**Aim of the task**
Search the data for the string "tarn" and extract every line where it appears.

**Given records**
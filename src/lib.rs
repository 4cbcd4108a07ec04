//! # Hot Set
//!
//! A Rust implementation of an open-addressing hash set with in-place
//! tombstone markers ("hot" = hash, open-addressing with tombstone).
//!
//! This crate provides one container and the policies that configure it:
//!
//! - `HotSet`: a single-threaded hash set storing elements in one contiguous
//!   slot array, where a free slot is marked by a caller-supplied tombstone
//!   sentinel value instead of an occupancy bitmap
//! - `LoadPolicy` / `DefaultLoadPolicy`: 75% occupancy, power-of-two
//!   allocations, doubling growth
//! - `TombstoneSource` / `ValueTombstone`: where the sentinel value comes from
//!
//! Deletion is eager: erasing an element immediately re-places every element
//! whose probe sequence ran through the erased slot, so probe sequences never
//! rot under stale tombstones the way they do with lazy deletion.
//!
//! ## Basic Usage
//!
//! ```rust
//! use hotset::HotSet;
//!
//! // The empty string is reserved as the tombstone sentinel and must never
//! // be inserted.
//! let mut words = HotSet::with_capacity(10, String::new());
//!
//! words.insert("tarn".to_string());
//! words.insert("cirque".to_string());
//! assert!(words.contains(&"tarn".to_string()));
//! assert_eq!(words.len(), 2);
//!
//! words.erase(&"tarn".to_string());
//! assert!(!words.contains(&"tarn".to_string()));
//! assert_eq!(words.len(), 1);
//! ```
//!
//! ## The tombstone contract
//!
//! The sentinel must never compare equal to a value the caller inserts;
//! debug builds assert this on every insert. `change_tombstone` swaps the
//! sentinel at runtime and logically deletes any live element equal to the
//! new sentinel; see its documentation before using it.
//!
//! ```rust
//! use hotset::{HotSet, ValueTombstone};
//!
//! let mut ids = HotSet::with_capacity(4, 0u64);
//! ids.insert(1);
//! ids.insert(2);
//!
//! // Retire sentinel 0 in favor of u64::MAX; 0 becomes insertable.
//! let lost = ids.change_tombstone(ValueTombstone::new(u64::MAX));
//! assert_eq!(lost, 0);
//! ids.insert(0);
//! assert!(ids.contains(&0));
//! ```

/// Module implementing the load-factor and slot-selection policy
mod load;
/// Module implementing the two-phase probe walk and the deletion-repair pass
mod probe;
/// Module implementing the hash set container and its iterator
mod set;
/// Module implementing owned slot storage over raw uninitialized memory
mod storage;
/// Module implementing tombstone sentinel policies
mod tombstone;

pub use load::{DefaultLoadPolicy, LoadPolicy};
pub use set::{HotSet, Iter};
pub use tombstone::{TombstoneSource, ValueTombstone};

**Answer box**
//! words.insert("tarn".to_string());
//! assert!(words.contains(&"tarn".to_string()));
//! words.erase(&"tarn".to_string());
//! assert!(!words.contains(&"tarn".to_string()));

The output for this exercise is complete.